Adams learned that Trisomy 21 (Down Syndrome) is a genetic accident that can happen to anyone and that, contrary to conventional wisdom, it is impossible to predict what challenges a given individual will face, or what shape his or her abilities and temperament will take. She decided to write Raising Henry, an informative and moving account of their first three years together, to claim these experiences as her own, and communicate with “and even talk back to” parents, doctors, researchers, and therapists, many of whom retain “outdated and incorrect information about Down Syndrome.”

The book makes clear that children with Down Syndrome have benefited significantly from the Americans With Disabilities Act, the Education For All Handicapped Children Act, and the Individuals With Disabilities Education Act. This legislation mandates that from birth to age three, children with disabilities are entitled to have a professional design and help implement an Individualized Family Service Plan. After this early intervention, states were required to provide public education “in the least restrictive environment.” And the ADA guaranteed disabled persons the right to access to public spaces, transportation, and work stations.

Although the support is essential, it sometimes adds to the complex task of managing the schedule of a disabled child. Unlike early intervention, where parents are provided with a coordinator, they are on their own, Adams indicates, when they move into the Committee on Preschool Special Education. Getting a child into an open slot while leaving enough time for transportation to the next therapist’s studio, she writes, “was like trying to solve a Rubik’s cube.” And Rachel, it is worth noting, had more time and money at her disposal than most moms.

Even more troubling is the dilemma of making a decision about treatment when therapists disagree with one another. One of Henry’s therapists, for example, recommended sign language, an approach another therapist adamantly opposed. A third expert wanted Henry to use TechSpeak, an electronic device with a keyboard with picture buttons programmed with recorded words. Adams was also unsure how to weigh the pluses and minuses of placing Henry in an environment designed for kids like him or a classroom with disabled and typical students.

These challenges would be daunting for anyone. Rachel acknowledges that they exacerbated her struggle with her own demons. Her mother died of lung cancer when Rachel was four, leaving her prone to a fear of abandonment. Rachel’s husband, a lawyer, called her “the elephant of wrongs,” who did not forget slights and disagreements, was quick to feel angry and betrayed, and often wore a T-shirt with Eeyore printed on the front. Although her love for, and fierce dedication to, Henry never wavered, Rachel is remarkably candid about the occasions on which she saw a half-empty glass.

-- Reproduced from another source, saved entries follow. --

//! Synchronization object state machines.
//!
//! These are plain data types; signaling and wake-up ordering live in the
//! wait multiplexer ([`crate::state`]), which applies the consumption side
//! effects defined here atomically with wait resolution.

mod event;
mod mutex;
mod semaphore;

pub use self::{event::*, mutex::*, semaphore::*};
//! Stats counters animating from 0 to their `data-target` once half visible.

use std::cell::RefCell;
use std::rc::Rc;

use gloo_timers::callback::Interval;
use log::{debug, warn};

use crate::config::CounterConfig;
use crate::dom::Page;
use crate::error::PortfolioError;
use crate::reveal;

/// Leading-integer parse of an attribute value: optional whitespace and
/// sign, then digits; trailing garbage is ignored. `None` without digits.
pub fn parse_target(raw: &str) -> Option<i64> {
    let s = raw.trim_start();
    let (neg, rest) = match s.as_bytes().first() {
        Some(b'-') => (true, &s[1..]),
        Some(b'+') => (false, &s[1..]),
        _ => (false, s),
    };
    let digits = rest.bytes().take_while(u8::is_ascii_digit).count();
    if digits == 0 {
        return None;
    }
    let value: i64 = rest[..digits].parse().ok()?;
    Some(if neg { -value } else { value })
}

#[derive(Clone, Copy, Debug, PartialEq, Eq)]
pub struct CounterTick {
    pub display: i64,
    pub done: bool,
}

#[derive(Clone, Debug)]
pub struct CounterAnimation {
    current: f64,
    target: i64,
    step: f64, // added every frame
    done: bool,
}

impl CounterAnimation {
    pub fn new(target: i64, duration_ms: u32, frame_ms: u32) -> Self {
        let frames = f64::from(duration_ms) / f64::from(frame_ms.max(1));
        Self {
            current: 0.0,
            target,
            step: target as f64 / frames.max(1.0),
            done: false,
        }
    }

    pub fn is_done(&self) -> bool {
        self.done
    }

    /// Advance one frame; clamps to the target exactly on the last one.
    pub fn tick(&mut self) -> CounterTick {
        if !self.done {
            self.current += self.step;
            if self.current >= self.target as f64 {
                self.current = self.target as f64;
                self.done = true;
            }
        }
        CounterTick { display: self.current.floor() as i64, done: self.done }
    }
}

pub fn mount(page: &Page, cfg: &CounterConfig) -> Result<bool, PortfolioError> {
    let counters = page.query_all(&cfg.selector)?;
    if counters.is_empty() {
        debug!("counter: no `{}` elements", cfg.selector);
        return Ok(false);
    }

    let attr = cfg.target_attr.clone();
    let (duration_ms, frame_ms) = (cfg.duration_ms, cfg.frame_ms);
    let obs = reveal::observer(cfg.threshold, move |entry, obs| {
        if !entry.is_intersecting() {
            return;
        }
        let el = entry.target();
        obs.unobserve(&el);
        let Some(target) = el.get_attribute(&attr).as_deref().and_then(parse_target) else {
            warn!("counter: element has no numeric {attr}");
            return;
        };

        let mut anim = CounterAnimation::new(target, duration_ms, frame_ms);
        let handle: Rc<RefCell<Option<Interval>>> = Rc::new(RefCell::new(None));
        let slot = handle.clone();
        let interval = Interval::new(frame_ms, move || {
            let tick = anim.tick();
            el.set_text_content(Some(&tick.display.to_string()));
            if tick.done {
                // Dropping the Interval cancels it.
                slot.borrow_mut().take();
            }
        });
        *handle.borrow_mut() = Some(interval);
    })?;
    for el in &counters {
        obs.observe(el);
    }
    Ok(true)
}

#[cfg(test)]
mod tests {
    use super::*;

    #[test]
    fn test_parse_target() {
        assert_eq!(parse_target("100"), Some(100));
        assert_eq!(parse_target("  42+"), Some(42));
        assert_eq!(parse_target("15k"), Some(15));
        assert_eq!(parse_target("-3"), Some(-3));
        assert_eq!(parse_target("abc"), None);
        assert_eq!(parse_target(""), None);
        assert_eq!(parse_target("-"), None);
    }

    #[test]
    fn test_reaches_exact_target_monotonically() {
        let mut anim = CounterAnimation::new(100, 2000, 16);
        let mut last = 0;
        let mut frames = 0;
        loop {
            let t = anim.tick();
            frames += 1;
            assert!(t.display >= last);
            assert!(t.display <= 100);
            last = t.display;
            if t.done {
                break;
            }
        }
        assert_eq!(last, 100);
        assert!((125..=126).contains(&frames));
    }

    #[test]
    fn test_frozen_after_done() {
        let mut anim = CounterAnimation::new(7, 2000, 16);
        while !anim.tick().done {}
        assert!(anim.is_done());
        assert_eq!(anim.tick(), CounterTick { display: 7, done: true });
    }

    #[test]
    fn test_zero_target_finishes_immediately() {
        let mut anim = CounterAnimation::new(0, 2000, 16);
        assert_eq!(anim.tick(), CounterTick { display: 0, done: true });
    }
}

In fact, her candor about her family’s story makes Raising Henry especially powerful, poignant, and persuasive. She captures the moment in which she and John, after agonizing about whether to do it, tell Noah Adams that his little brother has Down Syndrome. Confronted with Henry’s difficulties learning to speak, she compares herself to mothers and fathers “whose biggest worry was that their kids didn’t want to nap or eat green vegetables” – and finds it “hard to imagine any common ground between my situations and theirs.” People with disabilities, Adams emphasizes, were “tired of being spoken for by others, no matter how well-intentioned.” Freak shows declined, she reminds us, when people recognized that it was not right to turn someone whose body is different into a “voiceless object.” And she helps us understand the special significance of the rallying cry of the Disability Rights Fund: “Hear our voices.”

She ends Raising Henry with her four year old son looking at a picture book, unable, it appears, to distinguish between “am” and “love,” and then staring out the window. Adams holds up flash cards, gets irritated when he does not respond, goes to the kitchen for a glass of water, and returns to watch him reading, “I am Henry,” then turning the page, and reading again, “I love Mommy.” She covers him with kisses, “mussing the fuzz of his short hair.”

Rachel – being Rachel – understands that “I am Henry” is not quite “Call me Ishmael.” She knows that “we have a long way to go.” But, then again, “we all have to start somewhere.”